De rechtbank heeft tevens in aanmerking genomen dat verdachte, blijkens het hem betreffende uittreksel uit de justitiële documentatie, niet eerder onherroepelijk is veroordeeld voor soortgelijke strafbare feiten.
Voorts heeft de rechtbank rekening gehouden met de oudheid van de feiten.
Alles afwegende acht de rechtbank, anders dan door de officier van justitie is gevorderd, een geheel voorwaardelijke taakstraf passend en geboden.

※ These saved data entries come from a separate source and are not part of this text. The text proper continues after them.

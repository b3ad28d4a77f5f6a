//! Local video decoder using FFmpeg.
//!
//! Packets are decoded in order; only frames the sampler asks for are converted
//! to RGB.

use anyhow::{anyhow, Context, Result};
use ffmpeg_next as ffmpeg;
use image::RgbImage;
use std::path::Path;

use super::FrameDecoder;

pub(crate) struct FfmpegDecoder {
    input: ffmpeg::format::context::Input,
    stream_index: usize,
    decoder: ffmpeg::codec::decoder::Video,
    scaler: ffmpeg::software::scaling::Context,
    eof_sent: bool,
}

impl FfmpegDecoder {
    pub(crate) fn open(path: &Path) -> Result<Self> {
        ffmpeg::init().context("initialize ffmpeg")?;
        let input = ffmpeg::format::input(&path)
            .with_context(|| format!("failed to open video '{}' with ffmpeg", path.display()))?;
        let input_stream = input
            .streams()
            .best(ffmpeg::media::Type::Video)
            .ok_or_else(|| anyhow!("file has no video track"))?;
        let stream_index = input_stream.index();
        let context = ffmpeg::codec::context::Context::from_parameters(input_stream.parameters())
            .context("load video decoder parameters")?;
        let decoder = context
            .decoder()
            .video()
            .context("open ffmpeg video decoder")?;

        let scaler = ffmpeg::software::scaling::context::Context::get(
            decoder.format(),
            decoder.width(),
            decoder.height(),
            ffmpeg::util::format::pixel::Pixel::RGB24,
            decoder.width(),
            decoder.height(),
            ffmpeg::software::scaling::flag::Flags::BILINEAR,
        )
        .context("create ffmpeg scaler")?;

        log::debug!(
            "ffmpeg: opened {} ({}x{})",
            path.display(),
            decoder.width(),
            decoder.height()
        );

        Ok(Self {
            input,
            stream_index,
            decoder,
            scaler,
            eof_sent: false,
        })
    }

    /// Next decoded frame in the native pixel format.
    fn pull(&mut self) -> Result<Option<ffmpeg::frame::Video>> {
        let mut decoded = ffmpeg::frame::Video::empty();
        loop {
            if self.decoder.receive_frame(&mut decoded).is_ok() {
                return Ok(Some(decoded));
            }
            if self.eof_sent {
                return Ok(None);
            }
            match self.input.packets().next() {
                Some((stream, packet)) => {
                    if stream.index() != self.stream_index {
                        continue;
                    }
                    self.decoder
                        .send_packet(&packet)
                        .context("send packet to ffmpeg decoder")?;
                }
                None => {
                    self.decoder.send_eof().context("flush ffmpeg decoder")?;
                    self.eof_sent = true;
                }
            }
        }
    }
}

impl FrameDecoder for FfmpegDecoder {
    fn skip_frame(&mut self) -> Result<bool> {
        Ok(self.pull()?.is_some())
    }

    fn next_frame(&mut self) -> Result<Option<RgbImage>> {
        let Some(decoded) = self.pull()? else {
            return Ok(None);
        };
        let mut rgb_frame = ffmpeg::frame::Video::empty();
        self.scaler
            .run(&decoded, &mut rgb_frame)
            .context("scale frame to RGB")?;
        frame_to_image(&rgb_frame).map(Some)
    }
}

fn frame_to_image(frame: &ffmpeg::frame::Video) -> Result<RgbImage> {
    let width = frame.width();
    let height = frame.height();
    let row_bytes = (width as usize) * 3;
    let stride = frame.stride(0);
    let data = frame.data(0);

    let mut pixels = Vec::with_capacity(row_bytes * height as usize);
    for row in 0..height as usize {
        let start = row * stride;
        let end = start + row_bytes;
        pixels.extend_from_slice(
            data.get(start..end)
                .context("ffmpeg frame row is out of bounds")?,
        );
    }

    RgbImage::from_raw(width, height, pixels)
        .ok_or_else(|| anyhow!("ffmpeg frame does not match {}x{} RGB", width, height))
}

Toepassing van wetsartikelen

De rechtbank heeft gelet op de artikelen 14a, 14b, 14c, 22c, 22d, 57, 63, 300 en 350 van het Wetboek van Strafrecht, zoals deze artikelen golden ten tijde van het bewezen verklaarde.

Uitspraak

De rechtbank

Verklaart het onder 1 en 2 ten laste gelegde bewezen, te kwalificeren en strafbaar zoals voormeld en verdachte daarvoor strafbaar.
Verklaart niet bewezen hetgeen aan verdachte meer of anders is ten laste gelegd dan het bewezen verklaarde en spreekt verdachte daarvan vrij.
Veroordeelt verdachte tot:

een taakstraf voor de duur van 30 uren.

Bepaalt dat deze taakstraf niet zal worden ten uitvoer gelegd, tenzij de rechter later anders mocht gelasten, op grond dat de veroordeelde zich voor het einde van de proeftijd, welke hierbij wordt vastgesteld op 1 jaar, aan een strafbaar feit heeft schuldig gemaakt.
Beveelt voorts dat, indien het mocht komen tot de tenuitvoerlegging van de voorwaardelijk opgelegde taakstraf, vervangende hechtenis voor de duur van 15 dagen zal worden toegepast, indien de veroordeelde de taakstraf niet naar behoren verricht.
Beveelt dat de tijd door de veroordeelde vóór de tenuitvoerlegging van deze uitspraak in verzekering doorgebracht, bij de eventuele uitvoering van de opgelegde taakstraf geheel in mindering zal worden gebracht naar de maatstaf van 2 uren per dag inverzekeringstelling.
Dit vonnis is gewezen door mr. O.J. Bosker, voorzitter, mrs. F. de Jong en M.R.M. Beaumont, rechters, bijgestaan door mr. A. Boersma, griffier, en uitgesproken ter openbare terechtzitting van deze rechtbank op 2 oktober 2017.
Mr. Beaumont is buiten staat dit vonnis mede te ondertekenen.